Fast way to get number of elements in a xml document

6.2k Views Asked by At

is there a best practice to get the number of elements from an XML document for progress reporting purposes? I have an 2 GB XML file containing flights which I need to process and my idea is to first get the number of all elements in the file and then use a counter to show x of x flights are imported to our database.

For the file processing we are using the XmlTextReader in .NET (C#) to get the data without reading the whole document into memory (similiar to sax parsing).

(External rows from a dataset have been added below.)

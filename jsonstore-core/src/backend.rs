// jsonstore-core/src/backend.rs
// SQLite connection shared by a store and all of its collections

use std::path::{Path, PathBuf};
use std::sync::atomic::{AtomicBool, Ordering};
use std::time::Duration;

use log::{debug, info};
use parking_lot::Mutex;
use rusqlite::{Connection, TransactionBehavior};

use crate::catalog;
use crate::config::StoreConfig;
use crate::error::{JsonStoreError, Result};

pub(crate) struct Backend {
    conn: Mutex<Option<Connection>>,
    /// An ambient transaction opened by `Store::begin_transaction` is running
    in_transaction: AtomicBool,
    path: Option<PathBuf>,
}

impl Backend {
    pub(crate) fn open(config: &StoreConfig) -> Result<Self> {
        let conn = match &config.path {
            Some(path) => Connection::open(path)?,
            None => Connection::open_in_memory()?,
        };
        conn.busy_timeout(Duration::from_millis(config.busy_timeout_ms))?;
        if config.path.is_some() {
            let mode: String = conn.pragma_update_and_check(
                None,
                "journal_mode",
                config.journal_mode.as_pragma(),
                |row| row.get(0),
            )?;
            debug!("journal_mode = {}", mode);
        }
        conn.execute_batch(&format!(
            "PRAGMA synchronous = {}; PRAGMA temp_store = MEMORY;",
            config.durability.synchronous_pragma()
        ))?;
        catalog::ensure_catalog(&conn)?;

        match &config.path {
            Some(path) => info!("Opened store at {} ({:?})", path.display(), config.durability),
            None => info!("Opened in-memory store"),
        }

        Ok(Backend {
            conn: Mutex::new(Some(conn)),
            in_transaction: AtomicBool::new(false),
            path: config.path.clone(),
        })
    }

    pub(crate) fn path(&self) -> Option<&Path> {
        self.path.as_deref()
    }

    pub(crate) fn in_transaction(&self) -> bool {
        self.in_transaction.load(Ordering::SeqCst)
    }

    /// Run read-only work on the connection.
    pub(crate) fn read<F, R>(&self, f: F) -> Result<R>
    where
        F: FnOnce(&Connection) -> Result<R>,
    {
        let guard = self.conn.lock();
        let conn = guard.as_ref().ok_or_else(store_closed)?;
        f(conn)
    }

    /// Run a write atomically.
    ///
    /// Outside an ambient transaction this is its own IMMEDIATE transaction;
    /// inside one it is a savepoint, so a failure undoes only this write and
    /// the ambient transaction stays open. Returning `Err` rolls back.
    pub(crate) fn write<F, R>(&self, f: F) -> Result<R>
    where
        F: FnOnce(&Connection) -> Result<R>,
    {
        let mut guard = self.conn.lock();
        let conn = guard.as_mut().ok_or_else(store_closed)?;

        if self.in_transaction() {
            let savepoint = conn.savepoint()?;
            let result = f(&*savepoint)?;
            savepoint.commit()?;
            Ok(result)
        } else {
            let tx = conn.transaction_with_behavior(TransactionBehavior::Immediate)?;
            let result = f(&*tx)?;
            tx.commit()?;
            Ok(result)
        }
    }

    // ========== AMBIENT TRANSACTION ==========

    pub(crate) fn begin(&self) -> Result<()> {
        let guard = self.conn.lock();
        let conn = guard.as_ref().ok_or_else(store_closed)?;
        if self.in_transaction() {
            return Err(JsonStoreError::Transaction(
                "A transaction is already active".to_string(),
            ));
        }
        conn.execute_batch("BEGIN IMMEDIATE")?;
        self.in_transaction.store(true, Ordering::SeqCst);
        debug!("Ambient transaction started");
        Ok(())
    }

    pub(crate) fn commit(&self) -> Result<()> {
        let guard = self.conn.lock();
        let conn = guard.as_ref().ok_or_else(store_closed)?;
        self.require_transaction("commit")?;
        if let Err(err) = conn.execute_batch("COMMIT") {
            // a failed COMMIT can leave the transaction open
            if !conn.is_autocommit() {
                let _ = conn.execute_batch("ROLLBACK");
            }
            self.in_transaction.store(false, Ordering::SeqCst);
            return Err(err.into());
        }
        self.in_transaction.store(false, Ordering::SeqCst);
        debug!("Ambient transaction committed");
        Ok(())
    }

    pub(crate) fn rollback(&self) -> Result<()> {
        let guard = self.conn.lock();
        let conn = guard.as_ref().ok_or_else(store_closed)?;
        self.require_transaction("roll back")?;
        self.in_transaction.store(false, Ordering::SeqCst);
        if !conn.is_autocommit() {
            conn.execute_batch("ROLLBACK")?;
        }
        debug!("Ambient transaction rolled back");
        Ok(())
    }

    fn require_transaction(&self, action: &str) -> Result<()> {
        if self.in_transaction() {
            Ok(())
        } else {
            Err(JsonStoreError::Transaction(format!(
                "No active transaction to {}",
                action
            )))
        }
    }

    /// Reject schema-changing operations while an ambient transaction is open.
    pub(crate) fn ensure_no_transaction(&self, action: &str) -> Result<()> {
        if self.in_transaction() {
            return Err(JsonStoreError::Transaction(format!(
                "Cannot {} while a transaction is active",
                action
            )));
        }
        Ok(())
    }

    // ========== LIFECYCLE ==========

    pub(crate) fn is_open(&self) -> bool {
        self.conn.lock().is_some()
    }

    pub(crate) fn close(&self) -> Result<()> {
        self.ensure_no_transaction("close the store")?;
        let conn = self.conn.lock().take();
        if let Some(conn) = conn {
            conn.close().map_err(|(_, err)| JsonStoreError::Sqlite(err))?;
            info!("Store closed");
        }
        Ok(())
    }
}

fn store_closed() -> JsonStoreError {
    JsonStoreError::NotOpen("store".to_string())
}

So the question is, how can I get the number of those elements very quick... is there a best practice or should I go through the whole document first and doe something like i++; ?

Thanks!

2

There are 2 best solutions below

2
On
int count = 0;
using (XmlReader xmlReader = new XmlTextReader(new StringReader(text)))
{
    while (xmlReader.Read())
    {
        if (xmlReader.NodeType == XmlNodeType.Element &&
            xmlReader.Name.Equals("Flight"))
            count++;
    }
}
0
On

You certainly can just read the document twice - once to simply count the elements (keep using XmlReader.ReadToFollowing for example, (or possibly ReadToNextSibling) increasing a counter as you go:

int count = 0;
while (reader.ReadToFollowing(name))
{
    count++;
}

However, that does mean reading the file twice...

An alternative is to find the length of the file, and as you read through the file once, report the percentage of the file processed so far, based on the position of the underlying stream. This will be less accurate, but far more efficient. You'll need to create the XmlReader directly from a Stream so that you can keep checking the position though.